--- Data extract Enclosed Below ---
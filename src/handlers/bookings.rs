//! Booking handlers. Both require a signed-in session.

use axum::{extract::State, http::HeaderMap, Json};
use chrono::{DateTime, Utc};
use serde::{Deserialize, Serialize};
use uuid::Uuid;

use super::shared_types::{parse_body, JsonBody};
use crate::app_state::AppState;
use crate::domain::{AccessError, AccessResult, Booking, BookingStatus, SessionInfo};

#[derive(Debug, Deserialize)]
pub struct CreateBookingRequest {
    // ---
    /// Epoch seconds
    #[serde(default)]
    pub start_time: Option<i64>,

    /// Epoch seconds
    #[serde(default)]
    pub end_time: Option<i64>,
}

#[derive(Debug, Serialize)]
pub struct CreateBookingResponse {
    // ---
    pub status: &'static str,
    pub booking_id: Uuid,
}

/// A booking as rendered to clients, times in epoch seconds.
#[derive(Debug, Serialize)]
pub struct BookingView {
    pub id: Uuid,
    pub start_time: i64,
    pub end_time: i64,
    pub status: BookingStatus,
    pub created_at: i64,
}

impl From<Booking> for BookingView {
    fn from(b: Booking) -> Self {
        Self {
            id: b.id,
            start_time: b.start.timestamp(),
            end_time: b.end.timestamp(),
            status: b.status,
            created_at: b.created_at.timestamp(),
        }
    }
}

/// Load the request's session and require it to be signed in.
async fn require_identity(state: &AppState, headers: &HeaderMap) -> AccessResult<SessionInfo> {
    // ---
    let session = state.sessions().from_headers(headers).await?;
    session.state.identity().ok_or(AccessError::Unauthorized)
}

fn epoch(secs: Option<i64>) -> AccessResult<DateTime<Utc>> {
    // ---
    match secs {
        None | Some(0) => Err(AccessError::validation("Start time and end time required")),
        Some(secs) => DateTime::from_timestamp(secs, 0)
            .ok_or_else(|| AccessError::validation("Time out of range")),
    }
}

/// POST /booking/create
///
/// # Request Body
/// ```json
/// { "start_time": 1767261600, "end_time": 1767265200 }
/// ```
#[tracing::instrument(skip_all)]
pub async fn create_booking(
    State(state): State<AppState>,
    headers: HeaderMap,
    body: JsonBody<CreateBookingRequest>,
) -> Result<Json<CreateBookingResponse>, AccessError> {
    // ---
    let identity = require_identity(&state, &headers).await?;
    let req = parse_body(body)?;
    let start = epoch(req.start_time)?;
    let end = epoch(req.end_time)?;

    let booking = state.ledger().create_booking(identity.user_id, start, end).await?;
    state.metrics().record_booking_created();

    Ok(Json(CreateBookingResponse {
        status: "success",
        booking_id: booking.id,
    }))
}

/// GET /bookings
///
/// The caller's bookings, latest start first.
pub async fn list_bookings(
    State(state): State<AppState>,
    headers: HeaderMap,
) -> Result<Json<Vec<BookingView>>, AccessError> {
    // ---
    let identity = require_identity(&state, &headers).await?;
    let bookings = state.ledger().list_bookings(identity.user_id).await?;

    Ok(Json(bookings.into_iter().map(BookingView::from).collect()))
}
--- End of Enclosed Data extract ---
> _Work order_
Faithfully copy every entry, leaving nothing out.

> _Problem solution_
filename src/handlers/bookings.rs
//! Booking handlers. Both require a signed-in session.

use axum::{extract::State, http::HeaderMap, Json};
use chrono::{DateTime, Utc};
use serde::{Deserialize, Serialize};
use uuid::Uuid;

use super::shared_types::{parse_body, JsonBody};
use crate::app_state::AppState;
use crate::domain::{AccessError, AccessResult, Booking, BookingStatus, SessionInfo};

#[derive(Debug, Deserialize)]
pub struct CreateBookingRequest {
    // ---
    /// Epoch seconds
    #[serde(default)]
    pub start_time: Option<i64>,

    /// Epoch seconds
    #[serde(default)]
    pub end_time: Option<i64>,
}

#[derive(Debug, Serialize)]
pub struct CreateBookingResponse {
    // ---
    pub status: &'static str,
    pub booking_id: Uuid,
}

/// A booking as rendered to clients, times in epoch seconds.
#[derive(Debug, Serialize)]
pub struct BookingView {
    pub id: Uuid,
    pub start_time: i64,
    pub end_time: i64,
    pub status: BookingStatus,
    pub created_at: i64,
}

impl From<Booking> for BookingView {
    fn from(b: Booking) -> Self {
        Self {
            id: b.id,
            start_time: b.start.timestamp(),
            end_time: b.end.timestamp(),
            status: b.status,
            created_at: b.created_at.timestamp(),
        }
    }
}

/// Load the request's session and require it to be signed in.
async fn require_identity(state: &AppState, headers: &HeaderMap) -> AccessResult<SessionInfo> {
    // ---
    let session = state.sessions().from_headers(headers).await?;
    session.state.identity().ok_or(AccessError::Unauthorized)
}

fn epoch(secs: Option<i64>) -> AccessResult<DateTime<Utc>> {
    // ---
    match secs {
        None | Some(0) => Err(AccessError::validation("Start time and end time required")),
        Some(secs) => DateTime::from_timestamp(secs, 0)
            .ok_or_else(|| AccessError::validation("Time out of range")),
    }
}

/// POST /booking/create
///
/// # Request Body
/// ```json
/// { "start_time": 1767261600, "end_time": 1767265200 }
/// ```
#[tracing::instrument(skip_all)]
pub async fn create_booking(
    State(state): State<AppState>,
    headers: HeaderMap,
    body: JsonBody<CreateBookingRequest>,
) -> Result<Json<CreateBookingResponse>, AccessError> {
    // ---
    let identity = require_identity(&state, &headers).await?;
    let req = parse_body(body)?;
    let start = epoch(req.start_time)?;
    let end = epoch(req.end_time)?;

    let booking = state.ledger().create_booking(identity.user_id, start, end).await?;
    state.metrics().record_booking_created();

    Ok(Json(CreateBookingResponse {
        status: "success",
        booking_id: booking.id,
    }))
}

/// GET /bookings
///
/// The caller's bookings, latest start first.
pub async fn list_bookings(
    State(state): State<AppState>,
    headers: HeaderMap,
) -> Result<Json<Vec<BookingView>>, AccessError> {
    // ---
    let identity = require_identity(&state, &headers).await?;
    let bookings = state.ledger().list_bookings(identity.user_id).await?;

    Ok(Json(bookings.into_iter().map(BookingView::from).collect()))
}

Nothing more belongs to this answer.